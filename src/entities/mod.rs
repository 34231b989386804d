//! Entity module - Contains all SeaORM entity definitions for the database.
//! These entities represent the database tables and their relationships.
//! Each entity has a Model struct for data and an Entity struct for operations.

pub mod cashback_request;
pub mod product;
pub mod product_alias;
pub mod receipt;
pub mod receipt_item;
pub mod sea_orm_active_enums;
pub mod user;

// Re-export specific types to avoid conflicts
pub use cashback_request::{
    Column as CashbackRequestColumn, Entity as CashbackRequest, Model as CashbackRequestModel,
};
pub use product::{Column as ProductColumn, Entity as Product, Model as ProductModel};
pub use product_alias::{
    Column as ProductAliasColumn, Entity as ProductAlias, Model as ProductAliasModel,
};
pub use receipt::{Column as ReceiptColumn, Entity as Receipt, Model as ReceiptModel};
pub use receipt_item::{
    Column as ReceiptItemColumn, Entity as ReceiptItem, Model as ReceiptItemModel,
};
pub use sea_orm_active_enums::{
    AliasStatus, CashbackRequestStatus, ItemKind, ItemVerificationStatus,
    ReceiptVerificationStatus,
};
pub use user::{Column as UserColumn, Entity as User, Model as UserModel};
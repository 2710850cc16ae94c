use std::path::{Path, PathBuf};
use std::time::Instant;

use clap::Parser;
use serde::Serialize;
use tracing_subscriber::EnvFilter;

use hysweep_core::{load_cached, EvaluationResult, Series, SweepConfig, SweepError};
use hysweep_engine::{CandidateSpace, PathMetrics, SweepEngine};

#[derive(Parser, Debug)]
#[command(name = "hysweep", about = "Hysteresis strategy hyperparameter sweep")]
struct Cli {
    /// Directory holding `<series>.csv` and its `.dat` cache
    #[arg(long, default_value = "data")]
    data_dir: PathBuf,

    /// Series file name, without extension
    #[arg(long, default_value = "S&P 500")]
    series: String,

    /// Column to read from the table
    #[arg(long, default_value = "1")]
    column: usize,

    /// Treat the column as prices and derive percent changes from it
    #[arg(long)]
    from_prices: bool,

    /// Path to TOML config file(s), comma-separated for merge
    #[arg(long, default_value = "config/default.toml")]
    config: String,

    /// Worker count (overrides config; defaults to available parallelism)
    #[arg(long)]
    workers: Option<usize>,

    /// Number of ranked results to report (overrides config)
    #[arg(long)]
    top: Option<usize>,

    /// Output file path (stdout if not specified)
    #[arg(long)]
    output_file: Option<PathBuf>,
}

#[derive(Debug, Serialize)]
struct OutputReport {
    meta: OutputMeta,
    best: EvaluationResult,
    best_path: PathMetrics,
    top: Vec<EvaluationResult>,
}

#[derive(Debug, Serialize)]
struct OutputMeta {
    series_file: String,
    column: usize,
    total_days: usize,
    candidates: usize,
    workers: usize,
    policy: &'static str,
    elapsed_ms: u128,
}

fn main() {
    tracing_subscriber::fmt()
        .with_env_filter(EnvFilter::try_from_default_env().unwrap_or_else(|_| EnvFilter::new("info")))
        .with_writer(std::io::stderr)
        .init();

    let cli = Cli::parse();
    if let Err(e) = run(&cli) {
        report_error(&e);
        std::process::exit(1);
    }
}

fn run(cli: &Cli) -> Result<(), SweepError> {
    let start = Instant::now();

    let config_paths: Vec<PathBuf> = cli.config.split(',').map(PathBuf::from).collect();
    let config_refs: Vec<&Path> = config_paths.iter().map(|p| p.as_path()).collect();
    let mut config = SweepConfig::from_toml_files(&config_refs)?;
    tracing::debug!(paths = ?config_paths, sweep = ?config.sweep, "config loaded");
    if let Some(workers) = cli.workers {
        config.sweep.workers = Some(workers as i64);
    }
    let top = cli.top.unwrap_or(config.sweep.top);

    // Load series
    eprintln!("Loading {:?} from {:?}...", cli.series, cli.data_dir);
    let load_start = Instant::now();
    let table = load_cached(&cli.data_dir, &cli.series)?;
    let column = table.column(cli.column)?;
    let series = if cli.from_prices {
        Series::from_prices(&column, config.units()?)?
    } else {
        Series::new(column)?
    };
    eprintln!(
        "Loaded {} days in {:.1}ms",
        series.len(),
        load_start.elapsed().as_secs_f64() * 1000.0
    );

    // Build engine and candidates
    let default_workers = std::thread::available_parallelism().map_or(1, |n| n.get());
    let engine = SweepEngine::from_config(&config, default_workers)?;
    let space = CandidateSpace::from_config(&config, engine.strategy().policy())?.dedup();

    eprintln!(
        "Sweeping {} candidates on {} workers...",
        space.len(),
        engine.workers()
    );
    let run_start = Instant::now();
    let result = engine.run(&series, &space)?;
    eprintln!(
        "Sweep complete in {:.1}ms",
        run_start.elapsed().as_secs_f64() * 1000.0
    );

    let (_, best_path) = engine.best_path(&series, &result.best)?;
    let elapsed = start.elapsed();
    let report = OutputReport {
        meta: OutputMeta {
            series_file: cli.data_dir.join(&cli.series).display().to_string(),
            column: cli.column,
            total_days: series.len(),
            candidates: space.len(),
            workers: engine.workers(),
            policy: engine.strategy().policy().as_str(),
            elapsed_ms: elapsed.as_millis(),
        },
        best: result.best,
        best_path,
        top: result.top(top),
    };

    print_summary(&report);

    let json = serde_json::to_string_pretty(&report)
        .map_err(|e| SweepError::InvalidInput(format!("JSON serialization failed: {e}")))?;
    if let Some(output_path) = &cli.output_file {
        std::fs::write(output_path, &json).map_err(|e| {
            SweepError::InvalidInput(format!("failed to write {}: {e}", output_path.display()))
        })?;
        eprintln!("Results written to {:?}", output_path);
    } else {
        println!("{}", json);
    }

    eprintln!("\nTotal elapsed: {:.1}ms", elapsed.as_secs_f64() * 1000.0);
    Ok(())
}

fn report_error(e: &SweepError) {
    eprintln!("Sweep failed [{:?}]: {}", e.kind(), e);
    if let Some((index, params)) = e.candidate() {
        eprintln!("  candidate #{index}: {params}");
    }
}

fn print_summary(report: &OutputReport) {
    eprintln!("\n{}", "=".repeat(80));
    eprintln!("Hysteresis Sweep Results");
    eprintln!("{}", "=".repeat(80));
    eprintln!(
        "Days: {} | Candidates: {} | Workers: {} | Policy: {} | Elapsed: {}ms",
        report.meta.total_days,
        report.meta.candidates,
        report.meta.workers,
        report.meta.policy,
        report.meta.elapsed_ms
    );
    eprintln!("{}", "-".repeat(80));
    eprintln!(
        "{:<5} {:>10} {:>8} {:>8} {:>8} {:>8} {:>12}",
        "Rank", "Mult", "OutMult", "Pullout", "BackIn", "Lookback", "Value"
    );
    eprintln!("{}", "-".repeat(80));

    for (rank, r) in report.top.iter().enumerate() {
        eprintln!(
            "{:<5} {:>10.2} {:>8} {:>8.4} {:>8.4} {:>8} {:>12.4}",
            rank + 1,
            r.params.multiplier,
            r.params
                .out_multiplier
                .map(|m| format!("{m:.3}"))
                .unwrap_or_else(|| "-".into()),
            r.params.pullout_threshold,
            r.params.backin_threshold,
            r.params.lookback_days,
            r.score,
        );
    }

    eprintln!("{}", "-".repeat(80));
    let m = &report.best_path;
    eprintln!(
        "Best path: return {:.1}% | MaxDD {:.2}% | Sharpe {:.2} | in market {:.1}% | switches {}",
        m.total_return_pct * 100.0,
        m.max_drawdown_pct * 100.0,
        m.sharpe_ratio,
        m.days_in_market_pct * 100.0,
        m.switches,
    );
    eprintln!("{}", "=".repeat(80));
}
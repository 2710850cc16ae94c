use std::cmp::Ordering;
use std::fmt;
use std::hash::{Hash, Hasher};

use serde::{Deserialize, Serialize};

use crate::error::SweepError;

/// Market exposure of the simulated portfolio on a given day.
#[derive(Debug, Clone, Copy, PartialEq, Eq, Hash, Serialize, Deserialize)]
#[serde(rename_all = "snake_case")]
pub enum Exposure {
    InMarket,
    OutOfMarket,
}

impl Exposure {
    #[inline]
    pub fn is_in_market(self) -> bool {
        matches!(self, Exposure::InMarket)
    }
}

/// What happens to the portfolio value while out of the market.
#[derive(Debug, Clone, Copy, PartialEq, Eq, Hash, Default, Serialize, Deserialize)]
#[serde(rename_all = "lowercase")]
pub enum OutOfMarketPolicy {
    /// Value is carried forward unchanged.
    #[default]
    Flat,
    /// Value moves by `out_multiplier * change`.
    Scaled,
}

impl OutOfMarketPolicy {
    pub fn parse(s: &str) -> Result<Self, SweepError> {
        match s.trim().to_ascii_lowercase().as_str() {
            "flat" => Ok(Self::Flat),
            "scaled" => Ok(Self::Scaled),
            other => Err(SweepError::Configuration(format!(
                "unsupported out-of-market policy: {other}"
            ))),
        }
    }

    pub fn as_str(self) -> &'static str {
        match self {
            Self::Flat => "flat",
            Self::Scaled => "scaled",
        }
    }
}

/// One candidate combination of strategy hyperparameters.
///
/// `out_multiplier` only matters under [`OutOfMarketPolicy::Scaled`]; the
/// policy itself is a sweep-level switch and is never inferred from whether
/// the field is present.
///
/// Equality, hashing and ordering are bitwise over the float fields so the
/// record can be deduplicated and used as a map key.
#[derive(Debug, Clone, Copy, Serialize, Deserialize)]
pub struct HyperparameterSet {
    pub multiplier: f64,
    #[serde(default, skip_serializing_if = "Option::is_none")]
    pub out_multiplier: Option<f64>,
    pub pullout_threshold: f64,
    pub backin_threshold: f64,
    pub lookback_days: u32,
}

impl HyperparameterSet {
    pub fn new(
        multiplier: f64,
        pullout_threshold: f64,
        backin_threshold: f64,
        lookback_days: u32,
    ) -> Self {
        Self {
            multiplier,
            out_multiplier: None,
            pullout_threshold,
            backin_threshold,
            lookback_days,
        }
    }

    pub fn with_out_multiplier(mut self, out_multiplier: f64) -> Self {
        self.out_multiplier = Some(out_multiplier);
        self
    }

    /// Check that the record can be simulated under `policy`.
    pub fn validate(&self, policy: OutOfMarketPolicy) -> Result<(), SweepError> {
        let fields = [
            ("multiplier", self.multiplier),
            ("pullout_threshold", self.pullout_threshold),
            ("backin_threshold", self.backin_threshold),
        ];
        for (name, value) in fields {
            if !value.is_finite() {
                return Err(SweepError::InvalidInput(format!(
                    "{name} must be finite, got {value}"
                )));
            }
        }
        match (policy, self.out_multiplier) {
            (OutOfMarketPolicy::Scaled, None) => Err(SweepError::Configuration(
                "scaled out-of-market policy requires out_multiplier".into(),
            )),
            (OutOfMarketPolicy::Scaled, Some(m)) if !m.is_finite() => Err(
                SweepError::InvalidInput(format!("out_multiplier must be finite, got {m}")),
            ),
            _ => Ok(()),
        }
    }

    fn key(&self) -> (u64, Option<u64>, u64, u64, u32) {
        (
            self.multiplier.to_bits(),
            self.out_multiplier.map(f64::to_bits),
            self.pullout_threshold.to_bits(),
            self.backin_threshold.to_bits(),
            self.lookback_days,
        )
    }
}

impl PartialEq for HyperparameterSet {
    fn eq(&self, other: &Self) -> bool {
        self.key() == other.key()
    }
}

impl Eq for HyperparameterSet {}

impl Hash for HyperparameterSet {
    fn hash<H: Hasher>(&self, state: &mut H) {
        self.key().hash(state);
    }
}

impl PartialOrd for HyperparameterSet {
    fn partial_cmp(&self, other: &Self) -> Option<Ordering> {
        Some(self.cmp(other))
    }
}

impl Ord for HyperparameterSet {
    fn cmp(&self, other: &Self) -> Ordering {
        let out_cmp = match (self.out_multiplier, other.out_multiplier) {
            (Some(a), Some(b)) => a.total_cmp(&b),
            (a, b) => a.is_some().cmp(&b.is_some()),
        };
        self.multiplier
            .total_cmp(&other.multiplier)
            .then(out_cmp)
            .then(self.pullout_threshold.total_cmp(&other.pullout_threshold))
            .then(self.backin_threshold.total_cmp(&other.backin_threshold))
            .then(self.lookback_days.cmp(&other.lookback_days))
    }
}

impl fmt::Display for HyperparameterSet {
    fn fmt(&self, f: &mut fmt::Formatter<'_>) -> fmt::Result {
        write!(f, "multiplier={:.4}", self.multiplier)?;
        if let Some(out) = self.out_multiplier {
            write!(f, " out_multiplier={:.4}", out)?;
        }
        write!(
            f,
            " pullout={:.4} backin={:.4} lookback={}",
            self.pullout_threshold, self.backin_threshold, self.lookback_days
        )
    }
}

/// A candidate together with its terminal portfolio value.
#[derive(Debug, Clone, Copy, PartialEq, Serialize, Deserialize)]
pub struct EvaluationResult {
    pub params: HyperparameterSet,
    pub score: f64,
}

impl EvaluationResult {
    pub fn new(params: HyperparameterSet, score: f64) -> Self {
        Self { params, score }
    }
}
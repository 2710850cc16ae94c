use std::collections::HashSet;

use rand::rngs::StdRng;
use rand::{Rng, SeedableRng};

use hysweep_core::config::{RandomSection, RangeSection};
use hysweep_core::{HyperparameterSet, OutOfMarketPolicy, SweepConfig, SweepError};

/// Finite, ordered collection of candidates to evaluate.
///
/// Order carries no meaning for scoring, but it is stable: partitioning and
/// tie-breaking both follow it.
#[derive(Debug, Clone, Default, PartialEq)]
pub struct CandidateSpace {
    candidates: Vec<HyperparameterSet>,
}

impl CandidateSpace {
    /// Use an externally produced list as-is.
    pub fn from_list(candidates: Vec<HyperparameterSet>) -> Self {
        Self { candidates }
    }

    /// Cartesian product in nested-loop order, outermost field first:
    /// multiplier, out_multiplier, pullout, back-in, lookback.
    pub fn cartesian(
        multipliers: &[f64],
        out_multipliers: &[Option<f64>],
        pullout_thresholds: &[f64],
        backin_thresholds: &[f64],
        lookback_days: &[u32],
    ) -> Result<Self, SweepError> {
        let fields = [
            ("multiplier", multipliers.len()),
            ("out_multiplier", out_multipliers.len()),
            ("pullout_threshold", pullout_thresholds.len()),
            ("backin_threshold", backin_thresholds.len()),
            ("lookback_days", lookback_days.len()),
        ];
        if let Some((name, _)) = fields.iter().find(|(_, len)| *len == 0) {
            return Err(SweepError::InvalidInput(format!(
                "value range for {name} is empty"
            )));
        }

        let total = fields.iter().map(|(_, len)| len).product();
        let mut candidates = Vec::with_capacity(total);
        for &multiplier in multipliers {
            for &out_multiplier in out_multipliers {
                for &pullout_threshold in pullout_thresholds {
                    for &backin_threshold in backin_thresholds {
                        for &lookback in lookback_days {
                            candidates.push(HyperparameterSet {
                                multiplier,
                                out_multiplier,
                                pullout_threshold,
                                backin_threshold,
                                lookback_days: lookback,
                            });
                        }
                    }
                }
            }
        }
        Ok(Self { candidates })
    }

    /// Expand configured per-field ranges.
    ///
    /// Under the flat policy an `out_multiplier` range would only duplicate
    /// candidates, so it is ignored; the scaled policy requires one.
    pub fn from_ranges(
        ranges: &RangeSection,
        policy: OutOfMarketPolicy,
    ) -> Result<Self, SweepError> {
        let out_multipliers: Vec<Option<f64>> = match (policy, &ranges.out_multiplier) {
            (OutOfMarketPolicy::Scaled, Some(range)) => range
                .expand("out_multiplier")?
                .into_iter()
                .map(Some)
                .collect(),
            (OutOfMarketPolicy::Scaled, None) => {
                return Err(SweepError::Configuration(
                    "scaled out-of-market policy requires an out_multiplier range".into(),
                ))
            }
            (OutOfMarketPolicy::Flat, Some(_)) => {
                tracing::warn!("out_multiplier range ignored under flat out-of-market policy");
                vec![None]
            }
            (OutOfMarketPolicy::Flat, None) => vec![None],
        };

        Self::cartesian(
            &ranges.multiplier.expand("multiplier")?,
            &out_multipliers,
            &ranges.pullout_threshold.expand("pullout_threshold")?,
            &ranges.backin_threshold.expand("backin_threshold")?,
            &ranges.lookback_days.expand_days("lookback_days")?,
        )
    }

    /// Uniform random search, reproducible for a given seed.
    pub fn random(
        bounds: &RandomBounds,
        count: usize,
        seed: u64,
        policy: OutOfMarketPolicy,
    ) -> Result<Self, SweepError> {
        bounds.validate()?;
        let mut rng = StdRng::seed_from_u64(seed);
        let candidates = (0..count)
            .map(|_| {
                let multiplier =
                    rng.gen_range(bounds.multiplier.0..=bounds.multiplier.1) as f64;
                let out_multiplier = match policy {
                    OutOfMarketPolicy::Scaled => {
                        Some(rng.gen_range(bounds.out_multiplier.0..bounds.out_multiplier.1))
                    }
                    OutOfMarketPolicy::Flat => None,
                };
                HyperparameterSet {
                    multiplier,
                    out_multiplier,
                    pullout_threshold: rng.gen_range(bounds.threshold.0..bounds.threshold.1),
                    backin_threshold: rng.gen_range(bounds.threshold.0..bounds.threshold.1),
                    lookback_days: rng.gen_range(bounds.lookback_days.0..=bounds.lookback_days.1),
                }
            })
            .collect();
        Ok(Self { candidates })
    }

    /// Build from config. An explicit list wins over random search, which
    /// wins over ranges.
    pub fn from_config(
        config: &SweepConfig,
        policy: OutOfMarketPolicy,
    ) -> Result<Self, SweepError> {
        if !config.candidates.is_empty() {
            let mut candidates = config
                .candidates
                .iter()
                .enumerate()
                .map(|(i, entry)| entry.to_params(i))
                .collect::<Result<Vec<_>, _>>()?;
            if policy == OutOfMarketPolicy::Flat {
                let stripped = candidates
                    .iter_mut()
                    .filter_map(|c| c.out_multiplier.take())
                    .count();
                if stripped > 0 {
                    tracing::warn!(
                        stripped,
                        "out_multiplier ignored on candidates under flat out-of-market policy"
                    );
                }
            }
            return Ok(Self::from_list(candidates));
        }
        if let Some(RandomSection { count, seed }) = &config.random {
            return Self::random(&RandomBounds::default(), *count, *seed, policy);
        }
        match &config.ranges {
            Some(ranges) => Self::from_ranges(ranges, policy),
            None => Err(SweepError::Configuration(
                "no candidates, random or ranges section configured".into(),
            )),
        }
    }

    /// Drop repeated candidates, keeping the first occurrence of each.
    pub fn dedup(mut self) -> Self {
        let mut seen = HashSet::with_capacity(self.candidates.len());
        self.candidates.retain(|c| seen.insert(*c));
        self
    }

    #[inline]
    pub fn len(&self) -> usize {
        self.candidates.len()
    }

    #[inline]
    pub fn is_empty(&self) -> bool {
        self.candidates.is_empty()
    }

    #[inline]
    pub fn as_slice(&self) -> &[HyperparameterSet] {
        &self.candidates
    }

    pub fn iter(&self) -> std::slice::Iter<'_, HyperparameterSet> {
        self.candidates.iter()
    }
}

impl From<Vec<HyperparameterSet>> for CandidateSpace {
    fn from(candidates: Vec<HyperparameterSet>) -> Self {
        Self::from_list(candidates)
    }
}

/// Sampling bounds for [`CandidateSpace::random`].
///
/// Integer bounds are inclusive; float bounds are half-open.
#[derive(Debug, Clone, Copy, PartialEq)]
pub struct RandomBounds {
    pub multiplier: (i32, i32),
    pub out_multiplier: (f64, f64),
    pub threshold: (f64, f64),
    pub lookback_days: (u32, u32),
}

impl RandomBounds {
    fn validate(&self) -> Result<(), SweepError> {
        let float_ok = |(lo, hi): (f64, f64)| lo.is_finite() && hi.is_finite() && lo < hi;
        if self.multiplier.0 > self.multiplier.1
            || self.lookback_days.0 > self.lookback_days.1
            || !float_ok(self.out_multiplier)
            || !float_ok(self.threshold)
        {
            return Err(SweepError::InvalidInput(format!(
                "invalid random bounds: {self:?}"
            )));
        }
        Ok(())
    }
}

impl Default for RandomBounds {
    fn default() -> Self {
        Self {
            multiplier: (1, 3),
            out_multiplier: (0.0, 1.0),
            threshold: (0.8, 1.2),
            lookback_days: (0, 20),
        }
    }
}
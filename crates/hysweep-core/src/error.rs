use thiserror::Error;

use crate::params::HyperparameterSet;

/// Category of a sweep failure, independent of which candidate caused it.
#[derive(Debug, Clone, Copy, PartialEq, Eq)]
pub enum ErrorKind {
    InvalidInput,
    Configuration,
    EmptyInput,
    Cancelled,
}

#[derive(Debug, Error)]
pub enum SweepError {
    #[error("invalid input: {0}")]
    InvalidInput(String),

    #[error("configuration error: {0}")]
    Configuration(String),

    #[error("empty input: {0}")]
    EmptyInput(String),

    #[error("sweep cancelled")]
    Cancelled,

    /// A single candidate evaluation failed and aborted the sweep.
    #[error("candidate #{index} ({params}) failed: {source}")]
    Candidate {
        index: usize,
        params: HyperparameterSet,
        #[source]
        source: Box<SweepError>,
    },
}

impl SweepError {
    pub fn kind(&self) -> ErrorKind {
        match self {
            SweepError::InvalidInput(_) => ErrorKind::InvalidInput,
            SweepError::Configuration(_) => ErrorKind::Configuration,
            SweepError::EmptyInput(_) => ErrorKind::EmptyInput,
            SweepError::Cancelled => ErrorKind::Cancelled,
            SweepError::Candidate { source, .. } => source.kind(),
        }
    }

    /// Wrap an evaluation failure with the candidate that produced it.
    pub fn for_candidate(self, index: usize, params: HyperparameterSet) -> Self {
        match self {
            already @ SweepError::Candidate { .. } => already,
            SweepError::Cancelled => SweepError::Cancelled,
            other => SweepError::Candidate {
                index,
                params,
                source: Box::new(other),
            },
        }
    }

    /// The failing candidate, when the error can be attributed to one.
    pub fn candidate(&self) -> Option<(usize, &HyperparameterSet)> {
        match self {
            SweepError::Candidate { index, params, .. } => Some((*index, params)),
            _ => None,
        }
    }
}

#[cfg(test)]
mod tests {
    use super::*;

    #[test]
    fn test_candidate_wrapper_keeps_kind() {
        let params = HyperparameterSet::new(1.0, 0.9, 1.1, 3);
        let err = SweepError::InvalidInput("bad".into()).for_candidate(7, params);
        assert_eq!(err.kind(), ErrorKind::InvalidInput);
        let (index, p) = err.candidate().unwrap();
        assert_eq!(index, 7);
        assert_eq!(*p, params);
        assert!(err.to_string().contains("candidate #7"));
    }

    #[test]
    fn test_cancelled_is_not_attributed() {
        let params = HyperparameterSet::new(1.0, 0.9, 1.1, 3);
        let err = SweepError::Cancelled.for_candidate(0, params);
        assert!(matches!(err, SweepError::Cancelled));
    }
}
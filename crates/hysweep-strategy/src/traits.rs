use hysweep_core::{HyperparameterSet, Series, SweepError};

/// Unique simulator identifier.
pub type SimulatorId = &'static str;

/// Pure-function evaluation of one candidate against a series.
///
/// Implementations must be Send + Sync so a single instance can be shared
/// by every sweep worker without locking.
pub trait Simulator: Send + Sync {
    /// Terminal portfolio value for `params`, starting from `1.0` on day 0.
    fn simulate(&self, series: &Series, params: &HyperparameterSet) -> Result<f64, SweepError>;

    fn id(&self) -> SimulatorId;
}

========

WHAT YOU HAVE TO DO => If a line in the material holds "RandomSection", copy it.

TASK SOLUTION =>
use hysweep_core::config::{RandomSection, RangeSection};
        if let Some(RandomSection { count, seed }) = &config.random {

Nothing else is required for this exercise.